**TASK**
Restate every entry word for word.

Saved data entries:
- Opening Delimiter -

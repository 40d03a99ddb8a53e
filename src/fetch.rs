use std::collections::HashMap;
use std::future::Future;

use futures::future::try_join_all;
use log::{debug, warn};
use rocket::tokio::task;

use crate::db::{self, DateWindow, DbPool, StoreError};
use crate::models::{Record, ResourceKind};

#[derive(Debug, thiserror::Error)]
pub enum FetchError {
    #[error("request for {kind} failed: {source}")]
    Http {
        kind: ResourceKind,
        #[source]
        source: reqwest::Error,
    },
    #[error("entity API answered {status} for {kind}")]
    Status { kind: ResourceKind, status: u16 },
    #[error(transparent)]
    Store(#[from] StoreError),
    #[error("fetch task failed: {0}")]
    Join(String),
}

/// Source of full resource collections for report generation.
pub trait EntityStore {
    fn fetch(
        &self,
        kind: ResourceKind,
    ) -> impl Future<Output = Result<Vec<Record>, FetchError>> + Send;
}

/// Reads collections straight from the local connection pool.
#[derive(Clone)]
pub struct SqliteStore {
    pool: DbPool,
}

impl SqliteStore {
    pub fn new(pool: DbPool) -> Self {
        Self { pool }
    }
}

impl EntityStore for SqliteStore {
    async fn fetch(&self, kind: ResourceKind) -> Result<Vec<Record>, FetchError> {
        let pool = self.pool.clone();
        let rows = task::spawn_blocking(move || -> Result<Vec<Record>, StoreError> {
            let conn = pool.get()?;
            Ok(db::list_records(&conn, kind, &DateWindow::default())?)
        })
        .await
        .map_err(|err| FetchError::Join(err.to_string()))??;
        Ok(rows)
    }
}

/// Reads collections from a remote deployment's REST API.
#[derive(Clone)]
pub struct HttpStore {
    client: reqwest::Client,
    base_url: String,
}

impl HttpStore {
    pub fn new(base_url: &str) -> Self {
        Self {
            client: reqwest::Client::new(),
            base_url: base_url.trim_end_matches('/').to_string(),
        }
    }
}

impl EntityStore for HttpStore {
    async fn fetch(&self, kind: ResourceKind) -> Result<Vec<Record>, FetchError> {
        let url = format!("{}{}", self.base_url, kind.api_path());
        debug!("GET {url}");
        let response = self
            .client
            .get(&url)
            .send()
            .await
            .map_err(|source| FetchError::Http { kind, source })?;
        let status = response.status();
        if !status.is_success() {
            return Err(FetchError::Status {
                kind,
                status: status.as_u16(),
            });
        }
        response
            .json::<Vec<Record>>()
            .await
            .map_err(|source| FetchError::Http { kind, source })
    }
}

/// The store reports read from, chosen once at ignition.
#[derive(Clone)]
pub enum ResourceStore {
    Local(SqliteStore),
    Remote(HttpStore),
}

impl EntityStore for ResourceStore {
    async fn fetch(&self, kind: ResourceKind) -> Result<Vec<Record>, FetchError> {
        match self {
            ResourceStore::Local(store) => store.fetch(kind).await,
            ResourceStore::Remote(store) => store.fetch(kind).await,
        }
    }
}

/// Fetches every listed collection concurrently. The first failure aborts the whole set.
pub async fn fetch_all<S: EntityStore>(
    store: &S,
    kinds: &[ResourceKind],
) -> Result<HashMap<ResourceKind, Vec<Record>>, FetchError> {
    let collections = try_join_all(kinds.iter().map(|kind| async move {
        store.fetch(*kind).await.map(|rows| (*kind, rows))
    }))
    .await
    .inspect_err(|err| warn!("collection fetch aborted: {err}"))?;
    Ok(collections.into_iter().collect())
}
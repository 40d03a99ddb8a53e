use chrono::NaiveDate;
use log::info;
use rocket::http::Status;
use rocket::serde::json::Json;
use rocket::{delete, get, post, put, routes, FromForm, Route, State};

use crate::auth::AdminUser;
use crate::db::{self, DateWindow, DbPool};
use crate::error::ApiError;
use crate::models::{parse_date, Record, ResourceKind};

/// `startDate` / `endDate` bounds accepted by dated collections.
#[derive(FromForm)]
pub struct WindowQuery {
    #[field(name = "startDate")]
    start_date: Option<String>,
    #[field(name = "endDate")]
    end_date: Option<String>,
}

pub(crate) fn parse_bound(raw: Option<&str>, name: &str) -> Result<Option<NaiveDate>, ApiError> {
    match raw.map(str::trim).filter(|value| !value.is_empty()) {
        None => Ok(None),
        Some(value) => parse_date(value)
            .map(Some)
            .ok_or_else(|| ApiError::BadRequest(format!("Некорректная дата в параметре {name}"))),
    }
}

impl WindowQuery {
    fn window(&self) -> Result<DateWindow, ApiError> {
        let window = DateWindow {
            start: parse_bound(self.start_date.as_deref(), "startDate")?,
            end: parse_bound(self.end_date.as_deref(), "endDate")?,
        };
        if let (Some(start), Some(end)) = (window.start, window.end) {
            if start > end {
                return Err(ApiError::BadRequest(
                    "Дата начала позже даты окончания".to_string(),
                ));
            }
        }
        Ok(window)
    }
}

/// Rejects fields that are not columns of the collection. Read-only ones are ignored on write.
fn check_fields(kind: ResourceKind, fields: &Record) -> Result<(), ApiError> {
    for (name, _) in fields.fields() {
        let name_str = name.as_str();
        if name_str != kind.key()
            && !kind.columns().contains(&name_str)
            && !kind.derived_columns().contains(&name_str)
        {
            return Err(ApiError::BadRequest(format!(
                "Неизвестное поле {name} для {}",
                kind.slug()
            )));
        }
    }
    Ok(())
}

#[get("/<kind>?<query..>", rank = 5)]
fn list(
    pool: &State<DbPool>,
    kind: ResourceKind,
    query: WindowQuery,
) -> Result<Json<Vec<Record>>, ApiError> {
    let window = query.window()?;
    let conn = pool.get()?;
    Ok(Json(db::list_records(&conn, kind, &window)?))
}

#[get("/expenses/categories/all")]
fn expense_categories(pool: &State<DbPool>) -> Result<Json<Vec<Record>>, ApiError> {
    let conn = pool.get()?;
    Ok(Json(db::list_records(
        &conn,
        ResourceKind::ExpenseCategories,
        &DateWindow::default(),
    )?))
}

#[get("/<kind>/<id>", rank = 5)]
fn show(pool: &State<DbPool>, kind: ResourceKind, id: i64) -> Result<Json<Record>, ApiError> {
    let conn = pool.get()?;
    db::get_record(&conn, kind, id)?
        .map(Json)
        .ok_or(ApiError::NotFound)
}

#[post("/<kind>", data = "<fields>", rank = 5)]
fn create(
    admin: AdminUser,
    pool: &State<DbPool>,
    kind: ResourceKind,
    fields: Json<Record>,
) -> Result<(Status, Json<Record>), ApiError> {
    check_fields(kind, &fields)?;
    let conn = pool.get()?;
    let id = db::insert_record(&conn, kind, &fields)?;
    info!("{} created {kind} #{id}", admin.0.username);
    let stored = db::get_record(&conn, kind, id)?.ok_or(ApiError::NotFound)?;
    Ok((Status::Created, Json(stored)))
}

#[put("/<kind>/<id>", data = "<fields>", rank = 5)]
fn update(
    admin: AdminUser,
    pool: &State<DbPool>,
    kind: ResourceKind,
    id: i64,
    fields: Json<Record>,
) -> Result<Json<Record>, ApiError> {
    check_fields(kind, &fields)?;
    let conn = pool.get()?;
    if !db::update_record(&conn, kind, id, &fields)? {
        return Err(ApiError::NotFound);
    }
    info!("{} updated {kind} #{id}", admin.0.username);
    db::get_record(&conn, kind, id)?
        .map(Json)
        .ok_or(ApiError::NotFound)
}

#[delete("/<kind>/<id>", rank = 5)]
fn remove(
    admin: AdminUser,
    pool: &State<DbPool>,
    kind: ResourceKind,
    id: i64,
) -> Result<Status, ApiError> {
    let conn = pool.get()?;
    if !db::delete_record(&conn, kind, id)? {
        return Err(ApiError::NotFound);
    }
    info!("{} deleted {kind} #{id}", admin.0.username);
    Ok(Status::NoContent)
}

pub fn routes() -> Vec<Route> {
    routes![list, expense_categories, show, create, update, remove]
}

- Closing Delimiter -

**EXERCISE RESPONSE**
repository 40d03a99ddb8a53e
filename src/fetch.rs
use std::collections::HashMap;
use std::future::Future;

use futures::future::try_join_all;
use log::{debug, warn};
use rocket::tokio::task;

use crate::db::{self, DateWindow, DbPool, StoreError};
use crate::models::{Record, ResourceKind};

#[derive(Debug, thiserror::Error)]
pub enum FetchError {
    #[error("request for {kind} failed: {source}")]
    Http {
        kind: ResourceKind,
        #[source]
        source: reqwest::Error,
    },
    #[error("entity API answered {status} for {kind}")]
    Status { kind: ResourceKind, status: u16 },
    #[error(transparent)]
    Store(#[from] StoreError),
    #[error("fetch task failed: {0}")]
    Join(String),
}

/// Source of full resource collections for report generation.
pub trait EntityStore {
    fn fetch(
        &self,
        kind: ResourceKind,
    ) -> impl Future<Output = Result<Vec<Record>, FetchError>> + Send;
}

/// Reads collections straight from the local connection pool.
#[derive(Clone)]
pub struct SqliteStore {
    pool: DbPool,
}

impl SqliteStore {
    pub fn new(pool: DbPool) -> Self {
        Self { pool }
    }
}

impl EntityStore for SqliteStore {
    async fn fetch(&self, kind: ResourceKind) -> Result<Vec<Record>, FetchError> {
        let pool = self.pool.clone();
        let rows = task::spawn_blocking(move || -> Result<Vec<Record>, StoreError> {
            let conn = pool.get()?;
            Ok(db::list_records(&conn, kind, &DateWindow::default())?)
        })
        .await
        .map_err(|err| FetchError::Join(err.to_string()))??;
        Ok(rows)
    }
}

/// Reads collections from a remote deployment's REST API.
#[derive(Clone)]
pub struct HttpStore {
    client: reqwest::Client,
    base_url: String,
}

impl HttpStore {
    pub fn new(base_url: &str) -> Self {
        Self {
            client: reqwest::Client::new(),
            base_url: base_url.trim_end_matches('/').to_string(),
        }
    }
}

impl EntityStore for HttpStore {
    async fn fetch(&self, kind: ResourceKind) -> Result<Vec<Record>, FetchError> {
        let url = format!("{}{}", self.base_url, kind.api_path());
        debug!("GET {url}");
        let response = self
            .client
            .get(&url)
            .send()
            .await
            .map_err(|source| FetchError::Http { kind, source })?;
        let status = response.status();
        if !status.is_success() {
            return Err(FetchError::Status {
                kind,
                status: status.as_u16(),
            });
        }
        response
            .json::<Vec<Record>>()
            .await
            .map_err(|source| FetchError::Http { kind, source })
    }
}

/// The store reports read from, chosen once at ignition.
#[derive(Clone)]
pub enum ResourceStore {
    Local(SqliteStore),
    Remote(HttpStore),
}

impl EntityStore for ResourceStore {
    async fn fetch(&self, kind: ResourceKind) -> Result<Vec<Record>, FetchError> {
        match self {
            ResourceStore::Local(store) => store.fetch(kind).await,
            ResourceStore::Remote(store) => store.fetch(kind).await,
        }
    }
}

/// Fetches every listed collection concurrently. The first failure aborts the whole set.
pub async fn fetch_all<S: EntityStore>(
    store: &S,
    kinds: &[ResourceKind],
) -> Result<HashMap<ResourceKind, Vec<Record>>, FetchError> {
    let collections = try_join_all(kinds.iter().map(|kind| async move {
        store.fetch(*kind).await.map(|rows| (*kind, rows))
    }))
    .await
    .inspect_err(|err| warn!("collection fetch aborted: {err}"))?;
    Ok(collections.into_iter().collect())
}
repository 40d03a99ddb8a53e
use chrono::NaiveDate;
use log::info;
use rocket::http::Status;
use rocket::serde::json::Json;
use rocket::{delete, get, post, put, routes, FromForm, Route, State};

use crate::auth::AdminUser;
use crate::db::{self, DateWindow, DbPool};
use crate::error::ApiError;
use crate::models::{parse_date, Record, ResourceKind};

/// `startDate` / `endDate` bounds accepted by dated collections.
#[derive(FromForm)]
pub struct WindowQuery {
    #[field(name = "startDate")]
    start_date: Option<String>,
    #[field(name = "endDate")]
    end_date: Option<String>,
}

pub(crate) fn parse_bound(raw: Option<&str>, name: &str) -> Result<Option<NaiveDate>, ApiError> {
    match raw.map(str::trim).filter(|value| !value.is_empty()) {
        None => Ok(None),
        Some(value) => parse_date(value)
            .map(Some)
            .ok_or_else(|| ApiError::BadRequest(format!("Некорректная дата в параметре {name}"))),
    }
}

impl WindowQuery {
    fn window(&self) -> Result<DateWindow, ApiError> {
        let window = DateWindow {
            start: parse_bound(self.start_date.as_deref(), "startDate")?,
            end: parse_bound(self.end_date.as_deref(), "endDate")?,
        };
        if let (Some(start), Some(end)) = (window.start, window.end) {
            if start > end {
                return Err(ApiError::BadRequest(
                    "Дата начала позже даты окончания".to_string(),
                ));
            }
        }
        Ok(window)
    }
}

/// Rejects fields that are not columns of the collection. Read-only ones are ignored on write.
fn check_fields(kind: ResourceKind, fields: &Record) -> Result<(), ApiError> {
    for (name, _) in fields.fields() {
        let name_str = name.as_str();
        if name_str != kind.key()
            && !kind.columns().contains(&name_str)
            && !kind.derived_columns().contains(&name_str)
        {
            return Err(ApiError::BadRequest(format!(
                "Неизвестное поле {name} для {}",
                kind.slug()
            )));
        }
    }
    Ok(())
}

#[get("/<kind>?<query..>", rank = 5)]
fn list(
    pool: &State<DbPool>,
    kind: ResourceKind,
    query: WindowQuery,
) -> Result<Json<Vec<Record>>, ApiError> {
    let window = query.window()?;
    let conn = pool.get()?;
    Ok(Json(db::list_records(&conn, kind, &window)?))
}

#[get("/expenses/categories/all")]
fn expense_categories(pool: &State<DbPool>) -> Result<Json<Vec<Record>>, ApiError> {
    let conn = pool.get()?;
    Ok(Json(db::list_records(
        &conn,
        ResourceKind::ExpenseCategories,
        &DateWindow::default(),
    )?))
}

#[get("/<kind>/<id>", rank = 5)]
fn show(pool: &State<DbPool>, kind: ResourceKind, id: i64) -> Result<Json<Record>, ApiError> {
    let conn = pool.get()?;
    db::get_record(&conn, kind, id)?
        .map(Json)
        .ok_or(ApiError::NotFound)
}

#[post("/<kind>", data = "<fields>", rank = 5)]
fn create(
    admin: AdminUser,
    pool: &State<DbPool>,
    kind: ResourceKind,
    fields: Json<Record>,
) -> Result<(Status, Json<Record>), ApiError> {
    check_fields(kind, &fields)?;
    let conn = pool.get()?;
    let id = db::insert_record(&conn, kind, &fields)?;
    info!("{} created {kind} #{id}", admin.0.username);
    let stored = db::get_record(&conn, kind, id)?.ok_or(ApiError::NotFound)?;
    Ok((Status::Created, Json(stored)))
}

#[put("/<kind>/<id>", data = "<fields>", rank = 5)]
fn update(
    admin: AdminUser,
    pool: &State<DbPool>,
    kind: ResourceKind,
    id: i64,
    fields: Json<Record>,
) -> Result<Json<Record>, ApiError> {
    check_fields(kind, &fields)?;
    let conn = pool.get()?;
    if !db::update_record(&conn, kind, id, &fields)? {
        return Err(ApiError::NotFound);
    }
    info!("{} updated {kind} #{id}", admin.0.username);
    db::get_record(&conn, kind, id)?
        .map(Json)
        .ok_or(ApiError::NotFound)
}

#[delete("/<kind>/<id>", rank = 5)]
fn remove(
    admin: AdminUser,
    pool: &State<DbPool>,
    kind: ResourceKind,
    id: i64,
) -> Result<Status, ApiError> {
    let conn = pool.get()?;
    if !db::delete_record(&conn, kind, id)? {
        return Err(ApiError::NotFound);
    }
    info!("{} deleted {kind} #{id}", admin.0.username);
    Ok(Status::NoContent)
}

pub fn routes() -> Vec<Route> {
    routes![list, expense_categories, show, create, update, remove]
}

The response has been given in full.